___ RECORDED DATA ___
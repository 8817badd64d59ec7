//! WebSocket adapter for the realtime conversation endpoint
//!
//! Owns the connection lifecycle: handshake with session negotiation,
//! a background receive task that parses and forwards server events,
//! and clean teardown. The whole handshake (socket open,
//! `session.created`, configuration, `session.updated`) runs under a
//! single bounded timeout; past it the attempt is failed and closed.

use std::sync::atomic::{AtomicBool, AtomicU64, Ordering};
use std::sync::Arc;
use std::time::Duration;

use futures_util::{SinkExt, StreamExt};
use tokio::net::TcpStream;
use tokio::sync::{mpsc, Mutex};
use tokio::time::timeout;
use tokio_tungstenite::{
    connect_async_with_config,
    tungstenite::{client::IntoClientRequest, http::HeaderValue, Error as WsError, Message},
    MaybeTlsStream, WebSocketStream,
};
use tokio_util::sync::CancellationToken;

use super::protocol::{ClientFrame, ServerEvent, SessionConfig, REALTIME_API_URL};
use super::{Credentials, DuplexConversationTransport, TransportError, TransportEvent};

/// Hard bound on the complete handshake (connect through session ack)
const HANDSHAKE_TIMEOUT: Duration = Duration::from_secs(15);

type WsWrite =
    futures_util::stream::SplitSink<WebSocketStream<MaybeTlsStream<TcpStream>>, Message>;
type WsRead = futures_util::stream::SplitStream<WebSocketStream<MaybeTlsStream<TcpStream>>>;

struct ActiveSession {
    write: WsWrite,
    session_id: String,
    receiver_task: tokio::task::JoinHandle<()>,
    shutdown: CancellationToken,
}

impl Drop for ActiveSession {
    fn drop(&mut self) {
        // Ensure the receive task dies even without an explicit disconnect
        self.receiver_task.abort();
    }
}

/// Duplex transport over a tokio-tungstenite WebSocket.
pub struct RealtimeTransport {
    url: String,
    session_config: SessionConfig,
    inner: Mutex<Option<ActiveSession>>,
    open: Arc<AtomicBool>,
    /// Monotonic sequence for outgoing frames, stamped as `event_id`
    sequence: AtomicU64,
}

impl RealtimeTransport {
    pub fn new(session_config: SessionConfig) -> Self {
        Self::with_url(REALTIME_API_URL, session_config)
    }

    pub fn with_url(url: impl Into<String>, session_config: SessionConfig) -> Self {
        Self {
            url: url.into(),
            session_config,
            inner: Mutex::new(None),
            open: Arc::new(AtomicBool::new(false)),
            sequence: AtomicU64::new(0),
        }
    }

    /// Single handshake attempt, no outer timeout.
    async fn try_connect(
        &self,
        credentials: &Credentials,
        events: mpsc::Sender<TransportEvent>,
    ) -> Result<(), TransportError> {
        let mut request = self
            .url
            .as_str()
            .into_client_request()
            .map_err(|e| TransportError::NetworkFailed(e.to_string()))?;

        request.headers_mut().insert(
            "Authorization",
            HeaderValue::from_str(&format!("Bearer {}", credentials.api_key))
                .map_err(|e| TransportError::AuthFailed(e.to_string()))?,
        );
        request
            .headers_mut()
            .insert("OpenAI-Beta", HeaderValue::from_static("realtime=v1"));

        log::info!("Connecting to conversation endpoint...");

        let (ws_stream, _response) = connect_async_with_config(
            request, None, false, // disable_nagle (we want low latency)
        )
        .await
        .map_err(|e| match e {
            WsError::Http(response) if response.status().as_u16() == 401 => {
                TransportError::AuthFailed("endpoint rejected credentials".to_string())
            }
            WsError::Http(response) if response.status().as_u16() == 403 => {
                TransportError::AuthFailed("endpoint refused access".to_string())
            }
            other => TransportError::NetworkFailed(other.to_string()),
        })?;

        log::info!("Channel open, waiting for session negotiation...");

        let (mut write, mut read) = ws_stream.split();

        // Session negotiation: the remote announces the session first
        let session_id = wait_for_session_created(&mut read).await?;
        log::info!("Session created: {}", session_id);

        // Push our configuration and wait for the ack
        let config_frame = ClientFrame::session_update(self.session_config.clone());
        let json = serde_json::to_string(&config_frame)
            .map_err(|e| TransportError::ProtocolError(e.to_string()))?;
        write
            .send(Message::Text(json))
            .await
            .map_err(|e| TransportError::NetworkFailed(e.to_string()))?;

        wait_for_session_updated(&mut read).await?;
        log::info!("Session configured");

        // Hand the read half to the background receive task
        let shutdown = CancellationToken::new();
        let receiver_task = tokio::spawn(run_receiver(
            read,
            events,
            self.open.clone(),
            shutdown.clone(),
        ));

        let mut guard = self.inner.lock().await;
        *guard = Some(ActiveSession {
            write,
            session_id,
            receiver_task,
            shutdown,
        });
        self.open.store(true, Ordering::SeqCst);

        Ok(())
    }
}

#[async_trait::async_trait]
impl DuplexConversationTransport for RealtimeTransport {
    async fn connect(
        &self,
        credentials: &Credentials,
        events: mpsc::Sender<TransportEvent>,
    ) -> Result<(), TransportError> {
        // One session per controller: tear down any prior channel first
        self.disconnect().await;

        match timeout(HANDSHAKE_TIMEOUT, self.try_connect(credentials, events)).await {
            Ok(result) => result,
            Err(_) => {
                log::warn!(
                    "Handshake did not complete within {:?}, closing attempt",
                    HANDSHAKE_TIMEOUT
                );
                self.disconnect().await;
                Err(TransportError::Timeout)
            }
        }
    }

    async fn send(&self, frame: ClientFrame) {
        let mut guard = self.inner.lock().await;

        let session = match guard.as_mut() {
            Some(session) if self.open.load(Ordering::SeqCst) => session,
            _ => {
                log::debug!("Channel not open, dropping {} frame", frame.kind());
                return;
            }
        };

        let sequence = self.sequence.fetch_add(1, Ordering::SeqCst);
        let mut value = match serde_json::to_value(&frame) {
            Ok(value) => value,
            Err(e) => {
                log::warn!("Failed to serialize {} frame: {}", frame.kind(), e);
                return;
            }
        };
        if let Some(object) = value.as_object_mut() {
            object.insert(
                "event_id".to_string(),
                serde_json::Value::String(format!("evt_{}", sequence)),
            );
        }

        if let Err(e) = session.write.send(Message::Text(value.to_string())).await {
            log::warn!("Send of {} frame failed: {}", frame.kind(), e);
            self.open.store(false, Ordering::SeqCst);
        }
    }

    fn is_open(&self) -> bool {
        self.open.load(Ordering::SeqCst)
    }

    async fn disconnect(&self) {
        let mut guard = self.inner.lock().await;
        if let Some(mut session) = guard.take() {
            self.open.store(false, Ordering::SeqCst);
            session.shutdown.cancel();

            if let Err(e) = session.write.close().await {
                log::debug!("Error closing channel: {}", e);
            }
            log::info!("Disconnected (session {})", session.session_id);
        }
    }
}

async fn wait_for_session_created(read: &mut WsRead) -> Result<String, TransportError> {
    while let Some(message) = read.next().await {
        match message {
            Ok(Message::Text(text)) => match serde_json::from_str::<ServerEvent>(&text) {
                Ok(ServerEvent::SessionCreated { session }) => return Ok(session.id),
                Ok(ServerEvent::Error { error }) => {
                    return Err(TransportError::AuthFailed(error.message));
                }
                Ok(_) => {
                    log::debug!("Ignoring event while waiting for session.created");
                }
                Err(e) => {
                    log::warn!("Failed to parse handshake message: {}", e);
                }
            },
            Ok(Message::Close(_)) => {
                return Err(TransportError::Disconnected(
                    "closed before session created".to_string(),
                ));
            }
            Err(e) => return Err(TransportError::NetworkFailed(e.to_string())),
            _ => {} // Ignore ping/pong/binary
        }
    }
    Err(TransportError::Disconnected("stream ended".to_string()))
}

async fn wait_for_session_updated(read: &mut WsRead) -> Result<(), TransportError> {
    while let Some(message) = read.next().await {
        match message {
            Ok(Message::Text(text)) => match serde_json::from_str::<ServerEvent>(&text) {
                Ok(ServerEvent::SessionUpdated { .. }) => return Ok(()),
                Ok(ServerEvent::Error { error }) => {
                    return Err(TransportError::ProtocolError(error.message));
                }
                Ok(_) => {
                    log::debug!("Ignoring event while waiting for session.updated");
                }
                Err(e) => {
                    log::warn!("Failed to parse handshake message: {}", e);
                }
            },
            Ok(Message::Close(_)) => {
                return Err(TransportError::Disconnected(
                    "closed during configuration".to_string(),
                ));
            }
            Err(e) => return Err(TransportError::NetworkFailed(e.to_string())),
            _ => {}
        }
    }
    Err(TransportError::Disconnected("stream ended".to_string()))
}

/// Parses incoming messages and forwards them in receipt order until
/// the channel closes or the session shuts down.
async fn run_receiver(
    mut read: WsRead,
    events: mpsc::Sender<TransportEvent>,
    open: Arc<AtomicBool>,
    shutdown: CancellationToken,
) {
    loop {
        tokio::select! {
            _ = shutdown.cancelled() => {
                log::debug!("Receiver task shutting down");
                break;
            }
            message = read.next() => match message {
                Some(Ok(Message::Text(text))) => {
                    match serde_json::from_str::<ServerEvent>(&text) {
                        Ok(ServerEvent::Unknown) => {
                            log::debug!("Ignoring unknown event type");
                        }
                        Ok(event) => {
                            if events.send(TransportEvent::Server(event)).await.is_err() {
                                log::debug!("Event consumer gone, receiver exiting");
                                break;
                            }
                        }
                        Err(e) => {
                            log::warn!("Failed to parse server event: {}", e);
                        }
                    }
                }
                Some(Ok(Message::Close(_))) | None => {
                    open.store(false, Ordering::SeqCst);
                    log::info!("Channel closed by remote");
                    let _ = events
                        .send(TransportEvent::ConnectionLost("closed by remote".to_string()))
                        .await;
                    break;
                }
                Some(Err(e)) => {
                    open.store(false, Ordering::SeqCst);
                    log::warn!("Channel error: {}", e);
                    let _ = events
                        .send(TransportEvent::ConnectionLost(e.to_string()))
                        .await;
                    break;
                }
                _ => {} // Ignore ping/pong/binary
            }
        }
    }
}

#[cfg(test)]
mod tests {
    use super::*;

    #[tokio::test]
    async fn test_send_before_connect_is_a_no_op() {
        let transport = RealtimeTransport::new(SessionConfig::default());
        assert!(!transport.is_open());

        // Must not panic or error
        transport.send(ClientFrame::AudioCommit).await;
        transport.send(ClientFrame::audio_append("AAAA".into())).await;
    }

    #[tokio::test]
    async fn test_disconnect_when_closed_is_safe() {
        let transport = RealtimeTransport::new(SessionConfig::default());
        transport.disconnect().await;
        transport.disconnect().await;
        assert!(!transport.is_open());
    }

    #[tokio::test]
    #[ignore] // Requires network and a valid API key
    async fn test_realtime_handshake() {
        let credentials = Credentials::from_env().expect("OPENAI_API_KEY required");
        let transport = RealtimeTransport::new(SessionConfig::default());
        let (tx, _rx) = mpsc::channel(64);

        transport
            .connect(&credentials, tx)
            .await
            .expect("handshake failed");
        assert!(transport.is_open());

        transport.disconnect().await;
        assert!(!transport.is_open());
    }
}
___
TASK DETAILS: Among the lines of the data above, find those with the word "remote" and show them.

PROBLEM SOLUTION:
        // Session negotiation: the remote announces the session first
                    log::info!("Channel closed by remote");
                        .send(TransportEvent::ConnectionLost("closed by remote".to_string()))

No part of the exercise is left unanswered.